San Jose Mayor Sam Liccardo made a return to in-person learning the inaugural cause for his nascent political advocacy group, Solutions San Jose.
Republicans made it the impetus for a recall targeting Gov. Gavin Newsom, whose refusal to wield executive power to reopen statewide relegated decision-making to California’s 1,000-plus school districts.
So it’s unsurprising political pressure is ramping up against local trustees, some of whom now also face threats of recall.
The Santa Clara County ROV fielded a few recall notices in the past week alone. One of the biggest pushes is against Cupertino Unified School District trustees Lori Cunningham, Sylvia Leong, Jerry Liu, Satheesh Madhathil and Phyllis Vogel.
Recall CUSD Board organizers accuse trustees of “failing” its 17,000 students by refusing to resume in-person classes—a demand reportedly supported by 44 percent of its parents.

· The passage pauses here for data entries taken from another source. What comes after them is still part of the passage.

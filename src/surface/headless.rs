use egui::{Pos2, pos2};

use crate::geometry::{self, Contact};

use super::{Arbiter, Hit, Surface, Visual, VisualId, VisualStore};

/// An off-screen surface with fixed data limits.
///
/// Used by tests and by hosts that drive tools without a window. It keeps
/// the visual list, counts redraw requests and hit-tests exactly like
/// `PlotCanvas` does.
#[derive(Debug)]
pub struct HeadlessSurface {
    visuals: VisualStore,
    x_limits: (f32, f32),
    y_limits: (f32, f32),
    pick_radius: f32,
    competing_mode: bool,
    redraw_requests: usize,
    arbiter: Arbiter,
}

impl Default for HeadlessSurface {
    fn default() -> Self {
        Self::with_limits((0.0, 100.0), (0.0, 100.0))
    }
}

impl HeadlessSurface {
    pub fn new() -> Self {
        Self::default()
    }

    pub fn with_limits(x_limits: (f32, f32), y_limits: (f32, f32)) -> Self {
        Self {
            visuals: VisualStore::new(),
            x_limits,
            y_limits,
            pick_radius: 0.015,
            competing_mode: false,
            redraw_requests: 0,
            arbiter: Arbiter::new(),
        }
    }

    /// Pick radius in axes fraction
    pub fn set_pick_radius(&mut self, radius: f32) {
        self.pick_radius = radius;
    }

    /// Simulate a host pan/zoom mode taking over the pointer
    pub fn set_competing_mode(&mut self, active: bool) {
        self.competing_mode = active;
    }

    pub fn redraw_requests(&self) -> usize {
        self.redraw_requests
    }

    pub fn visuals(&self) -> &VisualStore {
        &self.visuals
    }
}

impl Surface for HeadlessSurface {
    fn attach_visual(&mut self, visual: Visual) -> VisualId {
        self.visuals.insert(visual)
    }

    fn detach_visual(&mut self, id: VisualId) -> Option<Visual> {
        self.visuals.remove(id)
    }

    fn visual(&self, id: VisualId) -> Option<&Visual> {
        self.visuals.get(id)
    }

    fn visual_mut(&mut self, id: VisualId) -> Option<&mut Visual> {
        self.visuals.get_mut(id)
    }

    fn request_redraw(&mut self) {
        self.redraw_requests += 1;
    }

    fn hit_test(&self, position: Pos2) -> Vec<Hit> {
        self.visuals
            .iter()
            .rev()
            .filter(|(_, visual)| visual.visible && visual.pickable)
            .filter_map(|(id, visual)| {
                let resolved = visual.geometry.resolve(|p| self.normalized_to_data(p));
                let contact = geometry::hit_geometry(&resolved, position, self.pick_radius, |p| {
                    self.data_to_normalized(p)
                })?;
                Some(Hit {
                    visual: id,
                    index: match contact {
                        Contact::Vertex(i) => Some(i),
                        Contact::Body => None,
                    },
                })
            })
            .collect()
    }

    fn data_bounds_contains(&self, position: Pos2) -> bool {
        let (x0, x1) = self.x_limits;
        let (y0, y1) = self.y_limits;
        position.x >= x0.min(x1)
            && position.x <= x0.max(x1)
            && position.y >= y0.min(y1)
            && position.y <= y0.max(y1)
    }

    fn data_to_normalized(&self, position: Pos2) -> Pos2 {
        let (x0, x1) = self.x_limits;
        let (y0, y1) = self.y_limits;
        pos2((position.x - x0) / (x1 - x0), (position.y - y0) / (y1 - y0))
    }

    fn normalized_to_data(&self, position: Pos2) -> Pos2 {
        let (x0, x1) = self.x_limits;
        let (y0, y1) = self.y_limits;
        pos2(x0 + position.x * (x1 - x0), y0 + position.y * (y1 - y0))
    }

    fn competing_mode_active(&self) -> bool {
        self.competing_mode
    }

    fn arbiter(&self) -> Arbiter {
        self.arbiter.clone()
    }
}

Now, a recall campaign has been leveled against the Los Gatos Saratoga Union High School District, which decided to resume on-campus learning two days a week by mid-April—but only for students who feel comfortable.
It’s unclear whether parents plan a similar recall effort in Oak Grove School District after the K-8 jurisdiction announced a partial reopening that excludes seventh grade and apparently disqualifies it from more than $600,000 in state incentives.
One Oak Grove parent describes the situation as “mind boggling.”
“Those of us who want our kids back in hybrid learning are just at a loss for what to think,” she tells Fly, “and are exhausted.”